Assigned task: For the word "CRUD", state how many lines of the records include it, with no other text.

Saved entries
//! # 剪贴板历史持久化核心 — 库入口
//!
//! ## 架构总览
//!
//! ```text
//! ┌──────────────────────────────────────────────────────────┐
//! │              外部外壳 (剪贴板监听 / UI / IPC)              │
//! └───────┬──────────────────────────────────────────────────┘
//!         ↕ Result<T, AppError> / broadcast 事件
//! ┌───────┼──────────────────────────────────────────────────┐
//! │       ↕            持久化核心 (本库)                      │
//! │                                                          │
//! │  ┌─ error ────── AppError (统一错误类型)                  │
//! │  │                                                       │
//! │  ├─ layout ───── 存储目录布局 (db/images/thumbs/config)    │
//! │  ├─ model ────── 条目模型·类型分类·元数据合并              │
//! │  │                                                       │
//! │  ├─ db ───────── SQLite (rusqlite) CRUD + FTS5 混合搜索    │
//! │  │   ├─ schema        建表·增量迁移·损坏隔离重建           │
//! │  │   ├─ entries       增删改查·过期清理·资产回收           │
//! │  │   └─ search        FTS5 ∪ LIKE 两级检索·过滤策略        │
//! │  │                                                       │
//! │  ├─ ingest ───── 采集协调·去重复活·粘贴回声抑制            │
//! │  │   └─ enrich        图片落盘/缩略图·文件统计 (异步)      │
//! │  │                                                       │
//! │  ├─ retention ── 保留调度·日历日哨兵门禁                   │
//! │  └─ backup ───── tar.gz 归档·清单校验·快照回滚还原         │
//! └──────────────────────────────────────────────────────────┘
//! ```
//!
//! ## 模块职责
//!
//! | 模块 | 职责 |
//! |------|------|
//! | [`error`] | 统一错误类型 `AppError`，所有公开操作的返回类型 |
//! | [`layout`] | 基准目录下数据库/资源/哨兵/快照路径的唯一来源 |
//! | [`model`] | 条目与元数据模型、类型/颜色解析、内容哈希 |
//! | [`db`] | SQLite 存储：Schema 迁移、CRUD、混合搜索、损坏恢复 |
//! | [`ingest`] | 新内容入库：去重、回声抑制、分类、异步富化、事件广播 |
//! | [`retention`] | 按保留天数的周期清理，置顶豁免，每日历日至多一次 |
//! | [`backup`] | 自描述备份归档的导出、校验与快照保护下的还原 |

pub mod backup;
pub mod db;
pub mod error;
pub mod ingest;
pub mod layout;
pub mod model;
pub mod retention;

pub use backup::{BackupManager, BackupManifest};
pub use db::{ClipboardStore, SearchFilter};
pub use error::AppError;
pub use ingest::{IngestConfig, IngestCoordinator, IngestEvent};
pub use layout::{StorageInfo, StorageLayout};
pub use model::{CardColor, ClipboardEntry, EntryMetadata, EntryType};
pub use retention::{RetentionConfig, RetentionScheduler};
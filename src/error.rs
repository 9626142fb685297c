//! 统一错误类型模块
//!
//! # 设计思路
//!
//! 定义全局统一的 `AppError` 枚举，替代各模块中分散的
//! `.map_err(|e| e.to_string())`、`format!(...)`、`expect()` 等不一致模式。
//!
//! 核心层所有可失败操作统一返回 `Result<T, AppError>`。
//! 「未找到」「无事可做」不是错误：相应接口返回 `Ok(None)` / `Ok(0)` / `Ok(false)`。
//!
//! # 实现思路
//!
//! - 使用 `thiserror` 派生可读错误消息。
//! - 为 `std::io::Error` 提供 `From` 转换，无需手动 map。
//! - 实现 `Serialize` 将错误序列化为字符串，供上层 IPC 外壳直接透传。

use serde::Serialize;

/// 应用级统一错误类型
///
/// 核心层所有公开接口均返回此类型，确保调用方收到一致的错误格式。
#[derive(Debug, thiserror::Error)]
pub enum AppError {
    /// 数据库操作失败
    #[error("数据库错误: {0}")]
    Database(String),

    /// 存储目录或存储文件不可用
    #[error("存储目录不可用: {0}")]
    Storage(String),

    /// 文件系统 I/O 错误
    #[error("文件系统错误: {0}")]
    Io(#[from] std::io::Error),

    /// 图片解码 / 缩略图生成失败
    #[error("图片处理失败: {0}")]
    Image(String),

    /// 程序性错误：调用方传入了非法参数（如空 id 的更新）
    #[error("非法参数: {0}")]
    InvalidArgument(String),

    /// 备份导出 / 还原失败
    #[error("备份操作失败: {0}")]
    Backup(String),
}

/// 上层 IPC 外壳要求返回值实现 `Serialize`。
/// 将错误序列化为人类可读的字符串。
impl Serialize for AppError {
    fn serialize<S>(&self, serializer: S) -> Result<S::Ok, S::Error>
    where
        S: serde::Serializer,
    {
        serializer.serialize_str(&self.to_string())
    }
}
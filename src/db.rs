//! 数据库模块
//!
//! # 设计思路
//!
//! 将所有 SQLite 操作集中到 `ClipboardStore`，上层（采集协调器、
//! 保留调度器、备份管理器、外部 UI 外壳）只通过它的方法访问数据。
//!
//! # 并发模型
//!
//! 每个逻辑操作打开一条短生命周期连接，操作结束即关闭；
//! 不持有长事务，不在进程内加锁。WAL 日志模式允许写入期间并发读。
//! 正确性依赖每个操作自包含，以及 SQLite 引擎自身的并发控制。
//!
//! # 损坏恢复
//!
//! 打开时若主文件不是合法数据库，将其隔离（带时间戳后缀重命名，
//! 丢弃 WAL/SHM 伴生文件）并重建空 Schema。该路径对调用方静默，
//! 仅不可恢复的文件系统故障才会上抛。

use rusqlite::{Connection, Row};

use crate::error::AppError;
use crate::layout::StorageLayout;
use crate::model::{CardColor, ClipboardEntry, EntryMetadata, EntryType};

mod entries;
mod schema;
mod search;

pub use search::SearchFilter;

/// 条目查询的统一列顺序，行映射按此索引读取
pub(crate) const ENTRY_COLUMNS: &str = "id, content, entry_type, created_at, modified_at, \
     app_source, is_pinned, label, card_color, metadata, paste_count, content_hash";

/// 持久化存储：拥有数据库文件及其伴生文件的唯一所有权
///
/// 资源目录（images/thumbs）与备份管理器共享：本层写入与按条目删除，
/// 备份层整体读取/替换。调用方不得并发执行采集与还原。
pub struct ClipboardStore {
    layout: StorageLayout,
}

impl ClipboardStore {
    /// 打开（或新建）存储：确保目录存在、必要时隔离损坏文件、初始化 Schema
    pub fn open(layout: StorageLayout) -> Result<Self, AppError> {
        layout.ensure_dirs()?;
        let store = Self { layout };
        schema::open_with_recovery(&store.layout)?;
        Ok(store)
    }

    pub fn layout(&self) -> &StorageLayout {
        &self.layout
    }

    /// 打开一条操作级连接并设置运行参数
    pub(crate) fn connect(&self) -> Result<Connection, AppError> {
        let conn = Connection::open(self.layout.db_path())
            .map_err(|e| AppError::Database(format!("打开数据库失败: {}", e)))?;
        conn.execute_batch("PRAGMA journal_mode=WAL; PRAGMA foreign_keys=ON;")
            .ok();
        Ok(conn)
    }
}

/// 按 `ENTRY_COLUMNS` 的列顺序把一行映射为条目
pub(crate) fn entry_from_row(row: &Row<'_>) -> rusqlite::Result<ClipboardEntry> {
    let type_raw: String = row.get(2)?;
    let color_raw: Option<String> = row.get(8)?;
    let metadata_raw: Option<String> = row.get(9)?;
    let is_pinned: i64 = row.get(6)?;

    Ok(ClipboardEntry {
        id: row.get(0)?,
        content: row.get(1)?,
        entry_type: EntryType::parse(&type_raw),
        created_at: row.get(3)?,
        modified_at: row.get(4)?,
        app_source: row.get(5)?,
        is_pinned: is_pinned != 0,
        label: row.get(7)?,
        card_color: CardColor::parse(color_raw.as_deref().unwrap_or("none")),
        metadata: EntryMetadata::from_column(metadata_raw.as_deref()),
        paste_count: row.get(10)?,
        content_hash: row.get(11)?,
    })
}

Solution below: 2